Ratings above 50 indicate growth. Both indexes had been showing contraction since September.
The sectors’ rebounds are attributable to domestic demand, Reuters noted, signaling the speed with which China’s resurgence of the COVID virus in the last quarter of 2022 has waned.
That quick domestic bounce signals that although the recent COVID surge felled large swaths of the population, it passed quickly, returning workers to their jobs and shoppers to stores more quickly than had been expected.
However, foreign orders for China’s manufactured goods still lag, Reuters said. The PMI sub-index for new export orders sat at 46.1.
In January, Chinese exports fell 9.9 percent below the value a year earlier.
Still, “the PMI data showed that confidence in production, operation, and the state of the market has improved significantly,” Bruce Pang, chief economist at Jones Lang Lasalle, wrote in a note.
China’s sunny January economic output was boosted by the 15-day lunar new year holiday, an occasion for giving gifts and traveling to visit family.
Holiday spending was up 12.2 percent year on year, with people booking 74 percent more trips as they were free to travel for the first time since 2019 without COVID-related restrictions.
A more accurate measure of China’s recovery will be possible from data collected this month after the holiday has passed.
“All the other real indicators—employment, inventory, and delivery times—got worse,” chief economist Dan Wang at Hang Seng Bank China, told Reuters. “Export orders went down, so that means domestic orders must have gone way up.”
China’s economy will grow 5.3 percent this year, the International Monetary Fund (IMF) has predicted, upping its 4.4-percent estimate made in October.
However, a portion of that growth will be a surge of post-COVID exuberance and growth will fall back to 4.5 percent in 2024, the agency said.
TREND FORECAST: We agree with the IMF: a sustained recovery in China’s economy will not take place until at least 2024 and, if the world is mired in recession this year, China may need even longer to return to a reliable rate of growth.

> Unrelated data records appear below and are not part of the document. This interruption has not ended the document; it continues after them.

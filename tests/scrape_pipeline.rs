use dining_menu::{FoundElement, Locator, MenuScraper, MenuSelection, PageDriver, Result, ScrapeConfig, ScrapeError,
                  Stage, Strategy, WaitPolicy};
use std::cell::{Cell, RefCell};
use std::time::Duration;

/// An element on the fake page
struct FakeElement {
    handle: usize,
    text: String,
    /// Locators this element answers to
    matches: Vec<Locator>,
    /// Page text appended once the element is clicked
    reveals: Option<String>,
}

/// Page driver backed by a scripted in-memory page
#[derive(Default)]
struct FakePage {
    elements: Vec<FakeElement>,
    base_text: String,
    revealed: RefCell<Vec<String>>,
    clicks: RefCell<Vec<String>>,
    navigated: RefCell<Vec<String>>,
    lookups: RefCell<Vec<Locator>>,
    fail_navigation: bool,
    fail_clicks: bool,
    /// Revealed text stays hidden for this many reads of the page text
    render_delay: usize,
    reads: Cell<usize>,
}

impl FakePage {
    fn element(mut self, text: &str, matches: Vec<Locator>) -> Self {
        let handle = self.elements.len() + 1;
        self.elements.push(FakeElement { handle, text: text.to_string(), matches, reveals: None });
        self
    }

    fn revealing(mut self, text: &str) -> Self {
        if let Some(last) = self.elements.last_mut() {
            last.reveals = Some(text.to_string());
        }
        self
    }

    fn text(mut self, text: &str) -> Self {
        self.base_text = text.to_string();
        self
    }

    fn delayed(mut self, reads: usize) -> Self {
        self.render_delay = reads;
        self
    }

    fn clicked(&self) -> Vec<String> {
        self.clicks.borrow().clone()
    }
}

impl PageDriver for FakePage {
    fn navigate(&self, url: &str) -> Result<()> {
        if self.fail_navigation {
            return Err(ScrapeError::NavigationFailed(format!("Failed to navigate to {}", url)));
        }
        self.navigated.borrow_mut().push(url.to_string());
        Ok(())
    }

    fn find_visible(&self, locator: &Locator) -> Result<Vec<FoundElement>> {
        self.lookups.borrow_mut().push(locator.clone());
        Ok(self
            .elements
            .iter()
            .filter(|e| e.matches.contains(locator))
            .map(|e| FoundElement { handle: e.handle, text: e.text.clone() })
            .collect())
    }

    fn click(&self, element: &FoundElement) -> Result<()> {
        let target = self
            .elements
            .iter()
            .find(|e| e.handle == element.handle)
            .ok_or_else(|| ScrapeError::ElementNotFound(element.text.clone()))?;
        if self.fail_clicks {
            return Err(ScrapeError::ElementNotFound(format!("handle {} is detached", element.handle)));
        }
        self.clicks.borrow_mut().push(target.text.clone());
        if let Some(text) = &target.reveals {
            self.revealed.borrow_mut().push(text.clone());
        }
        Ok(())
    }

    fn rendered_text(&self) -> Result<String> {
        self.reads.set(self.reads.get() + 1);
        let mut text = self.base_text.clone();
        if self.reads.get() <= self.render_delay {
            return Ok(text);
        }
        for chunk in self.revealed.borrow().iter() {
            text.push('\n');
            text.push_str(chunk);
        }
        Ok(text)
    }

    fn screenshot(&self) -> Result<Vec<u8>> {
        Ok(b"\x89PNG fake".to_vec())
    }
}

const MENU_TEXT: &str = "\
Lunch
Express Meals
Chicken Caesar Wrap (520 cal)
Entrees
Grilled Chicken Breast (350 cal)
Vegan Meal
Vegan Tofu Stir Fry, with rice and vegetables (410 cal)
Express Meals
Copyright Queen's University";

fn fast_config() -> ScrapeConfig {
    ScrapeConfig::default()
        .with_url("https://dining.example.edu/menu")
        .with_wait(WaitPolicy::new(Duration::from_millis(30), Duration::from_millis(1)))
}

fn hall_widget(value: &str) -> Locator {
    Strategy::defaults_for(Stage::DiningHall)[0].locator(value)
}

fn day_widget(value: &str) -> Locator {
    Strategy::defaults_for(Stage::Date)[0].locator(value)
}

fn meal_widget(value: &str) -> Locator {
    Strategy::defaults_for(Stage::Meal)[0].locator(value)
}

fn listing(stage: Stage) -> Locator {
    Strategy::defaults_for(stage)[0].listing().unwrap()
}

/// The full site: anchor, cookie banner, three filter widgets and a menu behind the meal button
fn site() -> FakePage {
    FakePage::default()
        .text("Skip to main content\nToday's specials are posted daily")
        .element("", vec![Locator::css(".menu-filter")])
        .element("We use cookies", vec![Locator::id("QUURcookieDisclosureDiv")])
        .element("Accept", vec![Locator::css_with_text("button", "Accept")])
        .element("Ban Righ Hall", vec![hall_widget("Ban Righ Hall"), listing(Stage::DiningHall)])
        .element("Leonard Hall", vec![hall_widget("Leonard Hall"), listing(Stage::DiningHall)])
        .element("Fri, Sep 13", vec![day_widget("Sep 13"), listing(Stage::Date)])
        .element("Lunch", vec![meal_widget("Lunch"), listing(Stage::Meal)])
        .revealing(MENU_TEXT)
}

#[test]
fn test_scrape_happy_path() {
    let page = site();
    let config = fast_config();
    let selection = MenuSelection::new("Leonard Hall", "Fri, Sep 13", "Lunch");

    let menu = MenuScraper::new(&page, &config).scrape(&selection).unwrap();

    assert_eq!(page.navigated.borrow().as_slice(), ["https://dining.example.edu/menu"]);
    assert_eq!(page.clicked(), vec!["Accept", "Leonard Hall", "Fri, Sep 13", "Lunch"]);

    assert_eq!(menu.selection, selection);
    assert_eq!(menu.stations.iter().collect::<Vec<_>>(), vec!["Express Meals", "Entrees", "Vegan Meal"]);
    assert_eq!(menu.express_items.len(), 1);
    assert_eq!(menu.express_items[0].name, "Chicken Caesar Wrap");

    let stir_fry = menu.items.iter().find(|i| i.name == "Vegan Tofu Stir Fry").unwrap();
    assert_eq!(stir_fry.calories, Some(410));
    assert_eq!(stir_fry.description.as_deref(), Some("with rice and vegetables"));
    assert_eq!(stir_fry.station, "Vegan Meal");
    assert!(stir_fry.dietary_tags.contains("vegan"));
}

#[test]
fn test_unknown_hall_fails_with_available_options() {
    let page = site();
    let config = fast_config();
    let selection = MenuSelection::new("Nowhere Hall", "Fri, Sep 13", "Lunch");

    let err = MenuScraper::new(&page, &config).scrape(&selection).unwrap_err();

    match err {
        ScrapeError::SelectionFailed { stage, value, tried, available } => {
            assert_eq!(stage, Stage::DiningHall);
            assert_eq!(value, "Nowhere Hall");
            assert_eq!(tried.len(), 6);
            assert_eq!(available, vec!["Ban Righ Hall", "Leonard Hall"]);
        }
        other => panic!("Expected selection failure, got {other:?}"),
    }

    // later stages are never attempted
    assert_eq!(page.clicked(), vec!["Accept"]);
}

#[test]
fn test_missing_meal_aborts_before_extraction() {
    let page = site();
    let config = fast_config();
    let selection = MenuSelection::new("Ban Righ Hall", "Fri, Sep 13", "Supper");

    let err = MenuScraper::new(&page, &config).scrape(&selection).unwrap_err();

    assert!(matches!(err, ScrapeError::SelectionFailed { stage: Stage::Meal, .. }));
    assert!(err.to_string().contains("'Supper'"));
    assert_eq!(page.clicked(), vec!["Accept", "Ban Righ Hall", "Fri, Sep 13"]);
}

#[test]
fn test_strategies_fall_back_in_order() {
    // no filter widgets, only an element matching on aria-label
    let page = FakePage::default()
        .element("", vec![Locator::css(".menu-filter")])
        .element("hall icon", vec![Locator::attribute("aria-label", "Leonard Hall")])
        .element("Sep 13", vec![Locator::text("Sep 13")])
        .element("Lunch", vec![Locator::text("Lunch")])
        .revealing(MENU_TEXT);
    let config = fast_config();

    MenuScraper::new(&page, &config).scrape(&MenuSelection::new("Leonard Hall", "Fri, Sep 13", "Lunch")).unwrap();

    let lookups = page.lookups.borrow();
    let widget = lookups.iter().position(|l| *l == hall_widget("Leonard Hall")).unwrap();
    let text = lookups.iter().position(|l| *l == Locator::text("Leonard Hall")).unwrap();
    let aria = lookups.iter().position(|l| *l == Locator::attribute("aria-label", "Leonard Hall")).unwrap();
    assert!(widget < text && text < aria);
    assert!(!lookups.contains(&Locator::attribute("value", "Leonard Hall")));
    assert_eq!(page.clicked()[0], "hall icon");
}

#[test]
fn test_missing_cookie_banner_is_not_an_error() {
    let page = FakePage::default()
        .element("", vec![Locator::css(".menu-filter")])
        .element("Leonard Hall", vec![hall_widget("Leonard Hall")])
        .element("Fri, Sep 13", vec![day_widget("Sep 13")])
        .element("Lunch", vec![meal_widget("Lunch")])
        .revealing(MENU_TEXT);
    let config = fast_config();

    let menu = MenuScraper::new(&page, &config).scrape(&MenuSelection::new("Leonard Hall", "Fri, Sep 13", "Lunch")).unwrap();

    assert_eq!(menu.total_items(), 4);
    assert!(!page.clicked().contains(&"Accept".to_string()));
}

#[test]
fn test_missing_anchor_is_navigation_failure() {
    let page = FakePage::default().element("Leonard Hall", vec![hall_widget("Leonard Hall")]);
    let config = fast_config();

    let err = MenuScraper::new(&page, &config).scrape(&MenuSelection::new("Leonard Hall", "Fri, Sep 13", "Lunch")).unwrap_err();

    match err {
        ScrapeError::NavigationFailed(message) => assert!(message.contains(".menu-filter")),
        other => panic!("Expected navigation failure, got {other:?}"),
    }
    assert!(page.clicked().is_empty());
}

#[test]
fn test_navigation_error_propagates() {
    let page = FakePage { fail_navigation: true, ..Default::default() };
    let config = fast_config();

    let err = MenuScraper::new(&page, &config).scrape(&MenuSelection::new("Leonard Hall", "Fri, Sep 13", "Lunch")).unwrap_err();
    assert!(matches!(err, ScrapeError::NavigationFailed(_)));
}

#[test]
fn test_menu_never_appearing_is_extraction_failure() {
    let page = FakePage::default()
        .text("Home\nAbout")
        .element("", vec![Locator::css(".menu-filter")])
        .element("Leonard Hall", vec![hall_widget("Leonard Hall")])
        .element("Fri, Sep 13", vec![day_widget("Sep 13")])
        .element("Lunch", vec![meal_widget("Lunch")]);
    let config = fast_config();

    let err = MenuScraper::new(&page, &config).scrape(&MenuSelection::new("Leonard Hall", "Fri, Sep 13", "Lunch")).unwrap_err();
    assert!(matches!(err, ScrapeError::ExtractionFailed(_)));
}

#[test]
fn test_available_options() {
    let page = site();
    let config = fast_config();

    let options = MenuScraper::new(&page, &config).available_options().unwrap();

    assert_eq!(options.dining_halls, vec!["Ban Righ Hall", "Leonard Hall"]);
    assert_eq!(options.dates, vec!["Fri, Sep 13"]);
    assert_eq!(options.meals, vec!["Lunch"]);
}

#[test]
fn test_screenshots_written_when_configured() {
    let dir = tempfile::tempdir().unwrap();
    let page = site();
    let config = fast_config().with_screenshot_dir(dir.path());

    MenuScraper::new(&page, &config).scrape(&MenuSelection::new("Leonard Hall", "Fri, Sep 13", "Lunch")).unwrap();
    assert!(dir.path().join("final_menu.png").exists());

    let failing = MenuSelection::new("Nowhere Hall", "Fri, Sep 13", "Lunch");
    assert!(MenuScraper::new(&site(), &config).scrape(&failing).is_err());
    assert!(dir.path().join("available_options.png").exists());
}

#[test]
fn test_waits_for_menu_behind_filter_labels() {
    // the filter widget already shows "Today's Menu" and the meal names
    let page = FakePage::default()
        .text("Today's Menu\nLeonard Hall\nFri, Sep 13\nBreakfast\nLunch\nDinner")
        .element("", vec![Locator::css(".menu-filter")])
        .element("Leonard Hall", vec![hall_widget("Leonard Hall")])
        .element("Fri, Sep 13", vec![day_widget("Sep 13")])
        .element("Lunch", vec![meal_widget("Lunch")])
        .revealing("Entrees\nGrilled Chicken Breast (350 cal)\nVegan Meal\nVegan Tofu Stir Fry, with rice and vegetables (410 cal)\nPrivacy")
        .delayed(2);
    let config = fast_config();

    let menu = MenuScraper::new(&page, &config).scrape(&MenuSelection::new("Leonard Hall", "Fri, Sep 13", "Lunch")).unwrap();

    assert_eq!(page.reads.get(), 3);
    assert_eq!(menu.stations.iter().collect::<Vec<_>>(), vec!["Entrees", "Vegan Meal"]);
    assert_eq!(menu.items_at("Entrees").next().map(|i| i.name.as_str()), Some("Grilled Chicken Breast"));
}

#[test]
fn test_filter_labels_alone_are_extraction_failure() {
    let page = FakePage::default()
        .text("Today's Menu\nLeonard Hall\nFri, Sep 13\nBreakfast\nLunch\nDinner")
        .element("", vec![Locator::css(".menu-filter")])
        .element("Leonard Hall", vec![hall_widget("Leonard Hall")])
        .element("Fri, Sep 13", vec![day_widget("Sep 13")])
        .element("Lunch", vec![meal_widget("Lunch")]);
    let config = fast_config();

    let err = MenuScraper::new(&page, &config).scrape(&MenuSelection::new("Leonard Hall", "Fri, Sep 13", "Lunch")).unwrap_err();

    assert!(matches!(err, ScrapeError::ExtractionFailed(_)));
    assert!(page.reads.get() > 1);
}

#[test]
fn test_click_failure_names_stage_and_value() {
    let page = FakePage { fail_clicks: true, ..site() };
    let config = fast_config();

    let err = MenuScraper::new(&page, &config).scrape(&MenuSelection::new("Leonard Hall", "Fri, Sep 13", "Lunch")).unwrap_err();

    let message = err.to_string();
    assert!(matches!(err, ScrapeError::ElementNotFound(_)));
    assert!(message.contains("dining hall"));
    assert!(message.contains("'Leonard Hall'"));
    assert!(message.contains("detached"));
}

As Wang noted above, too many factors weigh against expansion now. The real estate industry’s crisis remains unresolved, consumer spending after the holiday week is unpredictable, and a reduced number of factory orders for export will leave households with less money to spend and less confidence in their economic future.
The world’s precarious economic outlook has quashed China’s “dual circulation” strategy of building a thriving domestic consumer economy alongside a robust manufacturing industry shipping goods to the world.
Regardless of specific developments, considering the coming global economic contraction, China is unlikely to return to the successive years of strong, continuous growth it experienced in the early part of this century.
Also, more major countries are aligning with our Top Trend of Self-Sufficient Economies, recently exemplified by the Western alliance to secure mineral supplies that we reported in “Western Nations Collaborate to Secure Critical Mineral Supplies” in this issue.
However, minus nuclear annihilation from the warmongers running major governments, we maintain our forecast that China will become the world’s largest and strongest economy well before mid-century.
Follow the Money
Despite China’s recent wave of COVID infections, foreign investors have grabbed a record $21 billion worth of Chinese stocks this year through the “Connect” program, the Financial Times reported.
Connect, begun in 2014, allows foreign investors with a presence in Hong Kong equity markets to buy into stock markets on the mainland.
The CSI 300 Composite Index, China’s equivalent of the U.S. S&P 500, has gained 13 percent since 31 October.
“It’s spectacular compared to any other year since the launch of Connect,” Frank Benzimra, chief strategist for Asian equities at Société Générale, told the FT.
“Some foreign investors took a bit more time to get clarification on the strength of the economic recovery and the policy support we were going to get this year,” he said.
“The money has really come back now that the market has gotten reassurance that 2023 will be all about growth,” he added, a direction highlighted by recent data showing factory output on the rise.
On 7 February, Fitch Ratings brightened its 2023 outlook for the country’s growth to 5 percent from its previous estimate of 4.1 percent.
Allspring Global Investments is now “a little overweight” on Chinese stocks, having delved in last October when few others were buying, portfolio manager Alison Shimada said in an FT interview.
When Beijing announces the country’s growth and spending targets next month, “those numbers should begin another upcycle for China’s equity market,” Iris Pang, ING’s chief China economist, predicted to the FT.